▸ **Exercise details**
Go through the records below and copy out every line that contains the word "data".
+ + + + +
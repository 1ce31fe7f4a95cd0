#[cfg_attr(feature = "serde", derive(serde::Serialize, serde::Deserialize))]
#[derive(Default, Debug, Clone, PartialEq, Eq)]
/// One product scraped from a listing page.
///
/// Every field is kept as text; a field that could not be found is an
/// empty string.
pub struct ProductRecord {
    /// Product name, from `data-ga-name`.
    #[cfg_attr(feature = "serde", serde(rename = "Name"))]
    pub name: String,
    /// Brand, from `data-ga-brand`.
    #[cfg_attr(feature = "serde", serde(rename = "Brand"))]
    pub brand: String,
    /// Sale price, normalized with [`clean_price`](crate::clean_price).
    #[cfg_attr(feature = "serde", serde(rename = "CurrentPrice"))]
    pub current_price: String,
    /// Crossed-out list price.
    #[cfg_attr(feature = "serde", serde(rename = "OldPrice"))]
    pub old_price: String,
    /// Price with the store card.
    #[cfg_attr(feature = "serde", serde(rename = "SpecialPrice"))]
    pub special_price: String,
    #[cfg_attr(feature = "serde", serde(rename = "SKU"))]
    pub sku: String,
    #[cfg_attr(feature = "serde", serde(rename = "Category"))]
    pub category: String,
    /// Absolute link to the product page.
    #[cfg_attr(feature = "serde", serde(rename = "Link"))]
    pub link: String,
    /// `"Yes"` or `"No"`, see [`stock_label`].
    #[cfg_attr(feature = "serde", serde(rename = "InStock"))]
    pub in_stock: String,
    #[cfg_attr(feature = "serde", serde(rename = "ImageURL"))]
    pub image_url: String,
}

impl ProductRecord {
    /// Column names of the exported file, in order.
    pub const HEADER: [&'static str; 10] = [
        "Name",
        "Brand",
        "CurrentPrice",
        "OldPrice",
        "SpecialPrice",
        "SKU",
        "Category",
        "Link",
        "InStock",
        "ImageURL",
    ];

    /// Field values in [`ProductRecord::HEADER`] order.
    pub fn to_row(&self) -> [&str; 10] {
        [
            &self.name,
            &self.brand,
            &self.current_price,
            &self.old_price,
            &self.special_price,
            &self.sku,
            &self.category,
            &self.link,
            &self.in_stock,
            &self.image_url,
        ]
    }
}

/// Maps the listing's `data-stock` attribute to the exported label.
pub fn stock_label(flag: Option<&str>) -> &'static str {
    if flag == Some("true") {
        "Yes"
    } else {
        "No"
    }
}

#[cfg(test)]
mod tests {
    use super::*;

    #[test]
    fn row_follows_header_order() {
        let record = ProductRecord {
            name: "TV 55".into(),
            sku: "123".into(),
            image_url: "https://img".into(),
            ..Default::default()
        };
        let row = record.to_row();
        assert_eq!(row.len(), ProductRecord::HEADER.len());
        assert_eq!(row[0], "TV 55");
        assert_eq!(row[5], "123");
        assert_eq!(row[9], "https://img");
    }

    #[test]
    fn only_literal_true_is_in_stock() {
        assert_eq!(stock_label(Some("true")), "Yes");
        assert_eq!(stock_label(Some("TRUE")), "No");
        assert_eq!(stock_label(Some("false")), "No");
        assert_eq!(stock_label(None), "No");
    }
}
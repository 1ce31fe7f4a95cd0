mod extract;
mod price;
mod product;

pub use extract::{first_attr, safe_attr, safe_text};
pub use price::clean_price;
pub use product::{stock_label, ProductRecord};
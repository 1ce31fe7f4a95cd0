//! Where rendered listing pages come from.
//!
//! The crawl loop only needs to load a URL, nudge the page so lazy content
//! renders, and read back the resulting HTML. `PageSource` is that seam.

mod chromedriver;
mod http;
mod webdriver;

use eyre::Result;
use url::Url;

pub use chromedriver::ChromeDriverProcess;
pub use http::HttpSource;
pub use webdriver::{ChromeOptions, WebDriverSource};

/// A browser-like session that can load pages and hand back their HTML.
#[allow(async_fn_in_trait)]
pub trait PageSource {
    /// Navigates to `url`, waiting for the initial response.
    async fn goto(&mut self, url: &Url) -> Result<()>;
    /// Scrolls the viewport down by `pixels`.
    async fn scroll_by(&mut self, pixels: i64) -> Result<()>;
    /// Scrolls the `index`-th element matching `selector` to the middle of the viewport.
    async fn reveal(&mut self, selector: &str, index: usize) -> Result<()>;
    /// The current document as rendered.
    async fn html(&mut self) -> Result<String>;
    /// Ends the session.
    async fn close(self) -> Result<()>;
}
//! Scrape paginated Plaza Vea category listings.
//!
//! `Crawler` walks the pages of a listing through a [`PageSource`]
//! (headless Chrome over WebDriver, or plain HTTP), `ListingPage` reads the
//! product cards of each rendered page into `ProductRecord`s, and
//! `write_records` saves them as `;`-separated text.
//!
//! Feature Flags:
//! - `serde`: Enables serde support for the structs. (default)

mod browser;
mod config;
mod crawl;
mod export;
mod listing;
mod record;

pub use browser::{ChromeDriverProcess, ChromeOptions, HttpSource, PageSource, WebDriverSource};
pub use config::{ScrapeConfig, DEFAULT_BASE_URL};
pub use crawl::Crawler;
pub use export::{
    default_output_path, resolve_output_path, write_records, write_to, DEFAULT_FILE_NAME,
};
use header::{HeaderMap, HeaderValue};
pub use listing::{page_url, ListingPage, ListingSelectors};
pub use record::{clean_price, safe_attr, safe_text, stock_label, ProductRecord};
use reqwest::header;
pub use url::Url;

/// Builds the default headers for the HTTP client.
fn build_headers() -> HeaderMap {
    let mut headers = HeaderMap::new();
    headers.insert(
        header::USER_AGENT,
        HeaderValue::from_static(
            "Mozilla/5.0 (Windows NT 10.0; Win64; x64) AppleWebKit/537.36 (KHTML, like Gecko) Chrome/124.0.0.0 Safari/537.36",
        ),
    );
    headers.insert(
        header::ACCEPT_LANGUAGE,
        HeaderValue::from_static("es-PE,es;q=0.9,en;q=0.5"),
    );
    headers.insert(
        header::ACCEPT,
        HeaderValue::from_static(
            "text/html,application/xhtml+xml,application/xml;q=0.9,image/avif,image/webp,*/*;q=0.8",
        ),
    );
    headers
}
+ + + + +
▸ **Exercise solution**
    /// Product name, from `data-ga-name`.
    /// Brand, from `data-ga-brand`.
/// Maps the listing's `data-stock` attribute to the exported label.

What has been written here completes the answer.